To answer, we need only turn to the migration statistics since the effectuation of Brexit in 2020. In 2021, approximately 28,526 small boats crossed the channel, with this figure skyrocketing in 2022, peaking at approximately 46,000 people crossing the English Channel in boats. As of 15 November 2023, migration levels have fallen by 1/3rd in comparison to 2022, but still much greater than seen in previous years pre-COVID. The vast majority of those crossing the channel are asylum seekers whose applications have not yet been processed or whom the government wishes to redirect to another nation for processing.
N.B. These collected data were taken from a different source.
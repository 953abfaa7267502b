// 核心模块
pub mod cli;
pub mod core;
pub mod error;
pub mod infrastructure;
pub mod relay;
pub mod utils;

#[cfg(test)]
mod testing;

// 重新导出常用类型
pub use crate::core::{AggregatedPage, Aggregator, BrowserSession, SessionDriver};
pub use error::*;
pub use infrastructure::config::Config;
pub use infrastructure::remote::{ModrinthAdapter, SourceAdapter, SpigetAdapter};
pub use relay::{Actor, RelayFailure, StoredArtifact, TransferRelay};
// 使用命名空间导入常量，避免冲突
pub use crate::core::constants as app_constants;
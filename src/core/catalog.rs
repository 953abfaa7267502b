//! 各市场已知的分类与加载器词表
//!
//! 词表只用于提示和校验，查询时原样传给上游，不做跨市场翻译。

use serde::Serialize;

use super::model::SourceKind;

/// 分类选项
#[derive(Debug, Clone, Copy, PartialEq, Eq, Serialize)]
pub struct CategoryOption {
    pub id: &'static str,
    pub name: &'static str,
}

const fn cat(id: &'static str, name: &'static str) -> CategoryOption {
    CategoryOption { id, name }
}

const MODRINTH_CATEGORIES: &[CategoryOption] = &[
    cat("adventure", "Adventure"),
    cat("cursed", "Cursed"),
    cat("decoration", "Decoration"),
    cat("economy", "Economy"),
    cat("equipment", "Equipment"),
    cat("food", "Food"),
    cat("game-mechanics", "Game Mechanics"),
    cat("library", "Library"),
    cat("magic", "Magic"),
    cat("management", "Management"),
    cat("minigame", "Minigame"),
    cat("mobs", "Mobs"),
    cat("optimization", "Optimization"),
    cat("social", "Social"),
    cat("storage", "Storage"),
    cat("technology", "Technology"),
    cat("transportation", "Transportation"),
    cat("utility", "Utility"),
    cat("worldgen", "World Generation"),
];

// Spiget 使用数字分类 id
const SPIGET_CATEGORIES: &[CategoryOption] = &[
    cat("2", "Bungee - Spigot"),
    cat("4", "Spigot"),
    cat("5", "Transportation"),
    cat("6", "Chat"),
    cat("7", "Tools and Utilities"),
    cat("8", "Misc"),
    cat("9", "Libraries / APIs"),
    cat("10", "Transportation"),
    cat("11", "Chat"),
    cat("12", "Tools and Utilities"),
    cat("17", "Economy"),
    cat("18", "Game Mode"),
    cat("22", "World Management"),
    cat("23", "Mechanics"),
    cat("24", "Fun"),
];

/// 服务端加载器
pub const LOADERS: &[&str] = &[
    "paper",
    "purpur",
    "spigot",
    "bukkit",
    "folia",
    "velocity",
    "waterfall",
    "bungeecord",
];

/// Spiget 资源默认兼容的加载器
pub const SPIGET_LOADERS: &[&str] = &["spigot", "paper", "bukkit"];

pub fn categories(source: SourceKind) -> &'static [CategoryOption] {
    match source {
        SourceKind::Modrinth => MODRINTH_CATEGORIES,
        SourceKind::Spiget => SPIGET_CATEGORIES,
    }
}

/// 该市场是否支持按加载器过滤搜索
pub fn supports_loader_filter(source: SourceKind) -> bool {
    matches!(source, SourceKind::Modrinth)
}

/// 判断分类 id 是否属于该市场的词表
pub fn is_known_category(source: SourceKind, id: &str) -> bool {
    categories(source).iter().any(|c| c.id == id)
}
Arguably, these levels could have risen as a consequence of Brexit given that, previously, with its membership status in the EU, the United Kingdom benefitted from the Dublin Regulation’s redirection of asylum seekers to newly democratised states, therefore indirectly placing pressure off key EU member states. Given that this system increasingly pushes boundaries of what is a ‘safe’ country in which to seek asylum, core member states can redirect the pressure of major refugee and asylum seeker levels onto new members in the East and South. Britain largely benefited from this systemic rejection of immigrants and outsourcing when removing itself from the EU, given that it then removed itself from this indirect protective barrier from large levels of asylum seekers. Without this extra level of redirection, Britain directly receives a greater number of migrants and asylum seekers in general, as there is no legal alternative pathway.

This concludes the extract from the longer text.